▶ [ASSIGNED TASK] All entries below are to be returned in full, exactly as they stand.

### INPUT RECORDS ###

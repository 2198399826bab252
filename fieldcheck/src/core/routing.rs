//! ValidationModule: routes under a common prefix, each with its required fields.

use std::sync::Arc;

use fieldcheck_core::{CoreError, FieldSpec, SUCCESS_MESSAGE};
use serde_json::{json, Value};

use super::app::Application;
use super::{Handler, Module};

type SharedHandler = Arc<dyn Fn(Value) -> Result<Value, CoreError> + Send + Sync>;

struct ModuleRoute {
    path: String,
    method: String,
    required: FieldSpec,
    handler: SharedHandler,
}

/// Route module: name + prefix + routes. Attach via `app.register(&mut module)`.
pub struct ValidationModule {
    pub name: String,
    pub prefix: String,
    routes: Vec<ModuleRoute>,
}

impl ValidationModule {
    /// Prefix defaults to `/{name}`.
    pub fn new(name: &str, prefix: Option<&str>) -> Self {
        Self {
            name: name.to_string(),
            prefix: prefix.map_or_else(|| format!("/{}", name), String::from),
            routes: Vec::new(),
        }
    }

    /// Add a route. path is relative to the module prefix; methods e.g. ["GET"], ["GET", "POST"].
    pub fn route(
        mut self,
        path: &str,
        required: FieldSpec,
        handler: impl Fn(Value) -> Result<Value, CoreError> + Send + Sync + 'static,
        methods: &[&str],
    ) -> Self {
        let full_path = format!(
            "{}/{}",
            self.prefix.trim_end_matches('/'),
            path.trim_start_matches('/')
        );
        let handler: SharedHandler = Arc::new(handler);
        for method in methods {
            self.routes.push(ModuleRoute {
                path: full_path.clone(),
                method: method.to_string(),
                required: required.clone(),
                handler: Arc::clone(&handler),
            });
        }
        self
    }

    /// Route that only checks required fields and answers with [`accept`].
    pub fn check(self, path: &str, required: FieldSpec, methods: &[&str]) -> Self {
        self.route(path, required, accept, methods)
    }

    pub fn len(&self) -> usize {
        self.routes.len()
    }

    pub fn is_empty(&self) -> bool {
        self.routes.is_empty()
    }
}

/// Default handler: success message plus the accepted document.
pub fn accept(document: Value) -> Result<Value, CoreError> {
    Ok(json!({ "message": SUCCESS_MESSAGE, "document": document }))
}

impl Module for ValidationModule {
    fn register_into(&mut self, app: &mut Application) -> Result<(), CoreError> {
        for route in self.routes.drain(..) {
            let shared = route.handler;
            let handler: Handler = Box::new(move |v: Value| shared(v));
            app.register_route(&route.method, &route.path, route.required, handler, Some(&self.name));
        }
        Ok(())
    }
}
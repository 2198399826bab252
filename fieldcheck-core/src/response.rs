//! Response value and the mapping from validation outcomes and errors to HTTP statuses.

use serde_json::{json, Value};

use crate::CoreError;

/// Body of a successful check when no handler produced its own.
pub const SUCCESS_MESSAGE: &str = "Validation Success";

const ERROR_PREFIX: &str = "Validation Error";

#[derive(Clone, Debug, PartialEq, Eq)]
pub struct Response {
    pub status_code: u16,
    pub body: Vec<u8>,
    pub content_type: Option<String>,
}

impl Response {
    pub fn json(status_code: u16, value: &Value) -> Self {
        Self {
            status_code,
            body: value.to_string().into_bytes(),
            content_type: Some("application/json".into()),
        }
    }

    pub fn ok(value: &Value) -> Self {
        Self::json(200, value)
    }

    /// 200 with `{"message": "Validation Success"}`.
    pub fn success() -> Self {
        Self::ok(&json!({ "message": SUCCESS_MESSAGE }))
    }

    /// 400 listing every missing field.
    pub fn invalid(missing_fields: &[String]) -> Self {
        let error = format!(
            "{}: missing required fields: {}",
            ERROR_PREFIX,
            missing_fields.join(", ")
        );
        Self::json(400, &json!({ "error": error, "missing_fields": missing_fields }))
    }

    pub fn from_error(err: &CoreError) -> Self {
        let status = err.status_code();
        let error = match err {
            CoreError::Malformed(_) | CoreError::Validation(_) => {
                format!("{}: {}", ERROR_PREFIX, err)
            }
            _ => err.to_string(),
        };
        Self::json(status, &json!({ "error": error }))
    }

    pub fn is_success(&self) -> bool {
        (200..300).contains(&self.status_code)
    }

    pub fn json_body(&self) -> Result<Value, serde_json::Error> {
        serde_json::from_slice(&self.body)
    }
}

impl From<&CoreError> for Response {
    fn from(err: &CoreError) -> Self {
        Response::from_error(err)
    }
}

###

▶ [RESPONSE BOX]
repository 2198399826bab252
filename fieldcheck/src/core/routing.rs
//! ValidationModule: routes under a common prefix, each with its required fields.

use std::sync::Arc;

use fieldcheck_core::{CoreError, FieldSpec, SUCCESS_MESSAGE};
use serde_json::{json, Value};

use super::app::Application;
use super::{Handler, Module};

type SharedHandler = Arc<dyn Fn(Value) -> Result<Value, CoreError> + Send + Sync>;

struct ModuleRoute {
    path: String,
    method: String,
    required: FieldSpec,
    handler: SharedHandler,
}

/// Route module: name + prefix + routes. Attach via `app.register(&mut module)`.
pub struct ValidationModule {
    pub name: String,
    pub prefix: String,
    routes: Vec<ModuleRoute>,
}

impl ValidationModule {
    /// Prefix defaults to `/{name}`.
    pub fn new(name: &str, prefix: Option<&str>) -> Self {
        Self {
            name: name.to_string(),
            prefix: prefix.map_or_else(|| format!("/{}", name), String::from),
            routes: Vec::new(),
        }
    }

    /// Add a route. path is relative to the module prefix; methods e.g. ["GET"], ["GET", "POST"].
    pub fn route(
        mut self,
        path: &str,
        required: FieldSpec,
        handler: impl Fn(Value) -> Result<Value, CoreError> + Send + Sync + 'static,
        methods: &[&str],
    ) -> Self {
        let full_path = format!(
            "{}/{}",
            self.prefix.trim_end_matches('/'),
            path.trim_start_matches('/')
        );
        let handler: SharedHandler = Arc::new(handler);
        for method in methods {
            self.routes.push(ModuleRoute {
                path: full_path.clone(),
                method: method.to_string(),
                required: required.clone(),
                handler: Arc::clone(&handler),
            });
        }
        self
    }

    /// Route that only checks required fields and answers with [`accept`].
    pub fn check(self, path: &str, required: FieldSpec, methods: &[&str]) -> Self {
        self.route(path, required, accept, methods)
    }

    pub fn len(&self) -> usize {
        self.routes.len()
    }

    pub fn is_empty(&self) -> bool {
        self.routes.is_empty()
    }
}

/// Default handler: success message plus the accepted document.
pub fn accept(document: Value) -> Result<Value, CoreError> {
    Ok(json!({ "message": SUCCESS_MESSAGE, "document": document }))
}

impl Module for ValidationModule {
    fn register_into(&mut self, app: &mut Application) -> Result<(), CoreError> {
        for route in self.routes.drain(..) {
            let shared = route.handler;
            let handler: Handler = Box::new(move |v: Value| shared(v));
            app.register_route(&route.method, &route.path, route.required, handler, Some(&self.name));
        }
        Ok(())
    }
}
repository 2198399826bab252
filename fieldcheck-core/src/response.rs
//! Response value and the mapping from validation outcomes and errors to HTTP statuses.

use serde_json::{json, Value};

use crate::CoreError;

/// Body of a successful check when no handler produced its own.
pub const SUCCESS_MESSAGE: &str = "Validation Success";

const ERROR_PREFIX: &str = "Validation Error";

#[derive(Clone, Debug, PartialEq, Eq)]
pub struct Response {
    pub status_code: u16,
    pub body: Vec<u8>,
    pub content_type: Option<String>,
}

impl Response {
    pub fn json(status_code: u16, value: &Value) -> Self {
        Self {
            status_code,
            body: value.to_string().into_bytes(),
            content_type: Some("application/json".into()),
        }
    }

    pub fn ok(value: &Value) -> Self {
        Self::json(200, value)
    }

    /// 200 with `{"message": "Validation Success"}`.
    pub fn success() -> Self {
        Self::ok(&json!({ "message": SUCCESS_MESSAGE }))
    }

    /// 400 listing every missing field.
    pub fn invalid(missing_fields: &[String]) -> Self {
        let error = format!(
            "{}: missing required fields: {}",
            ERROR_PREFIX,
            missing_fields.join(", ")
        );
        Self::json(400, &json!({ "error": error, "missing_fields": missing_fields }))
    }

    pub fn from_error(err: &CoreError) -> Self {
        let status = err.status_code();
        let error = match err {
            CoreError::Malformed(_) | CoreError::Validation(_) => {
                format!("{}: {}", ERROR_PREFIX, err)
            }
            _ => err.to_string(),
        };
        Self::json(status, &json!({ "error": error }))
    }

    pub fn is_success(&self) -> bool {
        (200..300).contains(&self.status_code)
    }

    pub fn json_body(&self) -> Result<Value, serde_json::Error> {
        serde_json::from_slice(&self.body)
    }
}

impl From<&CoreError> for Response {
    fn from(err: &CoreError) -> Self {
        Response::from_error(err)
    }
}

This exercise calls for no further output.